(EXERCISE INPUTS)
pub mod errors;

// Server-only logging module
#[cfg(not(target_arch = "wasm32"))]
pub mod logging;

// Available in fullstack mode (both client and server)
pub mod hooks;
pub mod state;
(End EXERCISE INPUTS)
### TASK BRIEF
Gather each line of the records holding the string "logging".

### RESPONSE AREA
// Server-only logging module
pub mod logging;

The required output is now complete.